- **Your instructions**
A single figure is wanted: the count of lines below containing the string "UserInterruption".

- **Data listing**
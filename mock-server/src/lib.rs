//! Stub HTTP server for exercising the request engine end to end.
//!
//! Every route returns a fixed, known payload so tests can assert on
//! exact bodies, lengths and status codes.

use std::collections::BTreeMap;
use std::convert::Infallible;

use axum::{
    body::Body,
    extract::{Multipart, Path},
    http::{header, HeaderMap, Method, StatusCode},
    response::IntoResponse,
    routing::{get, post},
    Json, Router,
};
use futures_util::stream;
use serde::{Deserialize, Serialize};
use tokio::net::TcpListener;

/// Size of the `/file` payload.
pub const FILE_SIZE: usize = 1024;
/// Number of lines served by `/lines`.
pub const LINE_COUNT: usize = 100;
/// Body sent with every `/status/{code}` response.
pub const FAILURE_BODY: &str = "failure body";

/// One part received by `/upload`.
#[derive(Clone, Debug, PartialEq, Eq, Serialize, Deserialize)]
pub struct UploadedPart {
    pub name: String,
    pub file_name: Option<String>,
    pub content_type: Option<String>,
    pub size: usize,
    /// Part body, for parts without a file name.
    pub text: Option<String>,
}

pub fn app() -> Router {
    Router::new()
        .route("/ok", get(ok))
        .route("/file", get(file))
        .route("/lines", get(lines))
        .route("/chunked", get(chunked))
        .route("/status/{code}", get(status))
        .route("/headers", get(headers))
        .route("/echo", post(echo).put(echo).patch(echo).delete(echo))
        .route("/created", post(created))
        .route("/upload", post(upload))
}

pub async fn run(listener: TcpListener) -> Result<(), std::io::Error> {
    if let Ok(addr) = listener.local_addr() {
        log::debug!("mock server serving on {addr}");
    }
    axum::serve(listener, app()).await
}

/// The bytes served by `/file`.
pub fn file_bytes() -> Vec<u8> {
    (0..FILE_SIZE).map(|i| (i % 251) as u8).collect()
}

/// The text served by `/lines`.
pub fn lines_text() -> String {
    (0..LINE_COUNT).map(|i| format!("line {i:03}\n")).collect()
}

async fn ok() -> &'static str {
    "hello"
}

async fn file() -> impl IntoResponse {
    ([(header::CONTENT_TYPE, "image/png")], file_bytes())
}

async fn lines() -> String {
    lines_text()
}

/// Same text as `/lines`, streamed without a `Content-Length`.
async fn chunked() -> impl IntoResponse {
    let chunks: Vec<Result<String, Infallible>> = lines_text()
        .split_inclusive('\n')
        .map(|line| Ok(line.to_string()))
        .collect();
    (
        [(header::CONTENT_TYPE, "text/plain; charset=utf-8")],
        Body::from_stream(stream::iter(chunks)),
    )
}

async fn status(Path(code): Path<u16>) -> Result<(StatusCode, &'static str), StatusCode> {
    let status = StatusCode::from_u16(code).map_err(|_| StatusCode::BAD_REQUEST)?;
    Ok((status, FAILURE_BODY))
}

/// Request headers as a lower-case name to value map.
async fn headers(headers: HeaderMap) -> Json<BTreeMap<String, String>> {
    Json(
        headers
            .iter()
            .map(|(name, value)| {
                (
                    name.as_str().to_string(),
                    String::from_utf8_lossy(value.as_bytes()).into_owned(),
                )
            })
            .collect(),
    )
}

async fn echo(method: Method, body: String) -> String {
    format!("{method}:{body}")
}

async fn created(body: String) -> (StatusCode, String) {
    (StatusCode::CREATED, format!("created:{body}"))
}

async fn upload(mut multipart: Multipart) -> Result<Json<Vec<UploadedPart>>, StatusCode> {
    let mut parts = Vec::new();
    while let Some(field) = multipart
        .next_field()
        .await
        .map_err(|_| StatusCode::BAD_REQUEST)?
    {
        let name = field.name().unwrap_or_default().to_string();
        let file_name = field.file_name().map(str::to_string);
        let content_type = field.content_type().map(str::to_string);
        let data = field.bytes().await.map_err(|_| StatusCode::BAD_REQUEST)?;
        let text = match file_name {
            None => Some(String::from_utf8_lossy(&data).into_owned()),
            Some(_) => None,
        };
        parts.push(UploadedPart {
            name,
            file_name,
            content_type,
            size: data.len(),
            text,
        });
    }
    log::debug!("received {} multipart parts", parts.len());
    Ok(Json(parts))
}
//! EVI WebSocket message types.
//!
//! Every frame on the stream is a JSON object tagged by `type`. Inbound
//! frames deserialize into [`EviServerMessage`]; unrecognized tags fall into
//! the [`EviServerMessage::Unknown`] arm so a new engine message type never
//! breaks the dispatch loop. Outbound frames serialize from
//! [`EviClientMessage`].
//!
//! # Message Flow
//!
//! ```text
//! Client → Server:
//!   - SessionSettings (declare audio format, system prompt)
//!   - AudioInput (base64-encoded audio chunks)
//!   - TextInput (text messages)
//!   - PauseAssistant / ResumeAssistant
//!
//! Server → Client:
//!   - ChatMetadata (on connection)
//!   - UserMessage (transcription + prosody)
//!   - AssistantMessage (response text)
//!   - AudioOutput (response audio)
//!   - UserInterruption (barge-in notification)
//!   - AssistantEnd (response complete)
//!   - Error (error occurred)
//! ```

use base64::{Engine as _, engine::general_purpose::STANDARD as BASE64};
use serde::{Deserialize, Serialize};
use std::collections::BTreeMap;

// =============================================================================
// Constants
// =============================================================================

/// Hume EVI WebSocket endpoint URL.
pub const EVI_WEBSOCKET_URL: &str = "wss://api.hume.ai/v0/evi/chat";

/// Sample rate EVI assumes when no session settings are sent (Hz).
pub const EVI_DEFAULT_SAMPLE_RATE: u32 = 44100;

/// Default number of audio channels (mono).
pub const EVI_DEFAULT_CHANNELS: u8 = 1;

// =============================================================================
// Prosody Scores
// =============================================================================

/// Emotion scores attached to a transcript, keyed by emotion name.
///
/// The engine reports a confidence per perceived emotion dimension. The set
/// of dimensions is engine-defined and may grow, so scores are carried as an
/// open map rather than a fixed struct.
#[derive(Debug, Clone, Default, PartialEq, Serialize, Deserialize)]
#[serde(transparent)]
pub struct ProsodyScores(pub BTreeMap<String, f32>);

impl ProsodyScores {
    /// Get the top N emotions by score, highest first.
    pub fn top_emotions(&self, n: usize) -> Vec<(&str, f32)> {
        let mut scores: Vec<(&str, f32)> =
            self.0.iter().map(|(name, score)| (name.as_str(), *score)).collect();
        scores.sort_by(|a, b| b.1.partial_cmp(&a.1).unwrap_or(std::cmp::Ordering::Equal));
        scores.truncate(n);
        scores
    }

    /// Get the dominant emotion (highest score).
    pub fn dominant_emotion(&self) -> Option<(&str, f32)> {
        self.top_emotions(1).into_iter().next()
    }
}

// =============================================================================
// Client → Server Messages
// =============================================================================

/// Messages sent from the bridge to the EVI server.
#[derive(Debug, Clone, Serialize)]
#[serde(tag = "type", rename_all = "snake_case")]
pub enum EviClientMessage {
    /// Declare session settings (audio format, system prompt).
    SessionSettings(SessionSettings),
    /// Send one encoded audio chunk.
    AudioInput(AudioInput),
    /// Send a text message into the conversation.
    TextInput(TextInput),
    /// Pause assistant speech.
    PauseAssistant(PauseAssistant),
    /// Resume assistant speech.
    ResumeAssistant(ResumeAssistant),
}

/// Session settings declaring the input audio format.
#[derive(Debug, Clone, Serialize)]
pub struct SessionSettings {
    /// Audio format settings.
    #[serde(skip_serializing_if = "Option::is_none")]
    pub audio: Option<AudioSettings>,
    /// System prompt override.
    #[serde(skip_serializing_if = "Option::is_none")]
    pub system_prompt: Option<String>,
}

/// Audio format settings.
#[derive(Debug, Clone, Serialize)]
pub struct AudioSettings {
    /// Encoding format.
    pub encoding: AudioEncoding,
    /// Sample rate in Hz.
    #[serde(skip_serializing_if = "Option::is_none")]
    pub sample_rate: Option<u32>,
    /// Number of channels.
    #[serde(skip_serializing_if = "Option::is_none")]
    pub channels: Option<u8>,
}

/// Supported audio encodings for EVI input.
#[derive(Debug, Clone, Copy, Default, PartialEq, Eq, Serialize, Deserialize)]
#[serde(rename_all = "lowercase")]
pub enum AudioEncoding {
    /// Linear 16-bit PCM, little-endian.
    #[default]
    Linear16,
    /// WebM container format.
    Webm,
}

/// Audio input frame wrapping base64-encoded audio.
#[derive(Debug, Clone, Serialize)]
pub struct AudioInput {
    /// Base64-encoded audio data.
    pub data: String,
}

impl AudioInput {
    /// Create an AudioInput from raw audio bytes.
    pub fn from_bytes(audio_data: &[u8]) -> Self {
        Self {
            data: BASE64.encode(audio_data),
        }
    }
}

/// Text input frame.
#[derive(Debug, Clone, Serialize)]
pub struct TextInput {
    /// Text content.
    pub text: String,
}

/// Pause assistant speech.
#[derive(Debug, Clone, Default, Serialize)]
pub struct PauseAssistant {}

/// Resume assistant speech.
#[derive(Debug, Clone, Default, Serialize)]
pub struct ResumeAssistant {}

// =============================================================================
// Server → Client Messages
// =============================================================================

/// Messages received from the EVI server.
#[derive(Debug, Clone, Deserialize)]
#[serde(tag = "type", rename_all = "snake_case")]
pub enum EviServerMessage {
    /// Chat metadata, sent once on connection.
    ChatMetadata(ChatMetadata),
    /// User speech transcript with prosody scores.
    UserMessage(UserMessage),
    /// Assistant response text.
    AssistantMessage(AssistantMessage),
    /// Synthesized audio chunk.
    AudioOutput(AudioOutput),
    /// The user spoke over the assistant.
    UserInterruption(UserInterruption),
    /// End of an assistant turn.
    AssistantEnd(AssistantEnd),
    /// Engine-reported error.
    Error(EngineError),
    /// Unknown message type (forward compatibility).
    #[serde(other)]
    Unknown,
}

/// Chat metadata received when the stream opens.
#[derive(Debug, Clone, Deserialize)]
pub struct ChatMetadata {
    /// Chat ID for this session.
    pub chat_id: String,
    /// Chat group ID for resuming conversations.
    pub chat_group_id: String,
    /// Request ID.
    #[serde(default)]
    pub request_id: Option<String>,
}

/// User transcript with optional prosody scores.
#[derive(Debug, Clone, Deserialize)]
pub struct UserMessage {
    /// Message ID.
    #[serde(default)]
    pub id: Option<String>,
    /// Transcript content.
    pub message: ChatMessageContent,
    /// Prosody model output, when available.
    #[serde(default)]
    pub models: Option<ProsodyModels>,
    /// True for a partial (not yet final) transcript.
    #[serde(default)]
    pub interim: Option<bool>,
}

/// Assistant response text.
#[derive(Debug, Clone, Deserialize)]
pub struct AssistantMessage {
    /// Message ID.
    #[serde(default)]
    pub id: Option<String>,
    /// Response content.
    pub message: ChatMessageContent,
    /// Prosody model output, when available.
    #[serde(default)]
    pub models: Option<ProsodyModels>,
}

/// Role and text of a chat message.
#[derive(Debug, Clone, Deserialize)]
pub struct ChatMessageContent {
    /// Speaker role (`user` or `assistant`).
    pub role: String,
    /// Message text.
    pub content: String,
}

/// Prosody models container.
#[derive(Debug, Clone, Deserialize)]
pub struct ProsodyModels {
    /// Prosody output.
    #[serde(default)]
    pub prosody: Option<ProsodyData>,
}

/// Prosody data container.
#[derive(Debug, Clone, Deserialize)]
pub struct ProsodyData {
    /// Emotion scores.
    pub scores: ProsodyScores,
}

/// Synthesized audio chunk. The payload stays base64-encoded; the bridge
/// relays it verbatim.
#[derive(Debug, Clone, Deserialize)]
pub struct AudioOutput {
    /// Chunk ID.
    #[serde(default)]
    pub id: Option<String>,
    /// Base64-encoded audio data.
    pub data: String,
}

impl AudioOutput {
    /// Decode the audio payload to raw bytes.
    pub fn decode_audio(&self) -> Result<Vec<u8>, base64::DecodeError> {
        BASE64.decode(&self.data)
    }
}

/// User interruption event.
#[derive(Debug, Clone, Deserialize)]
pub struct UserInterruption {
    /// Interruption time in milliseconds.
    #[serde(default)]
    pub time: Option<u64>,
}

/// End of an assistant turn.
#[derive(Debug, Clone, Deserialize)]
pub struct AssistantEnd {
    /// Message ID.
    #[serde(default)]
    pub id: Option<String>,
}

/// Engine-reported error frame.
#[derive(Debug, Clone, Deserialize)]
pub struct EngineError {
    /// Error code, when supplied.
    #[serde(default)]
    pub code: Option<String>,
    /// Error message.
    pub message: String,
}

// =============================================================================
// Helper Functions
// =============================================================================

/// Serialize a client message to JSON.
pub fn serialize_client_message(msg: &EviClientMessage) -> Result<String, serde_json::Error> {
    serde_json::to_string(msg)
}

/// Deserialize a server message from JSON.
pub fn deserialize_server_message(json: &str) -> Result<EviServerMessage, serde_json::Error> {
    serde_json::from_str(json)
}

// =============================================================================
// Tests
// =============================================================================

- **Solution for this task**
3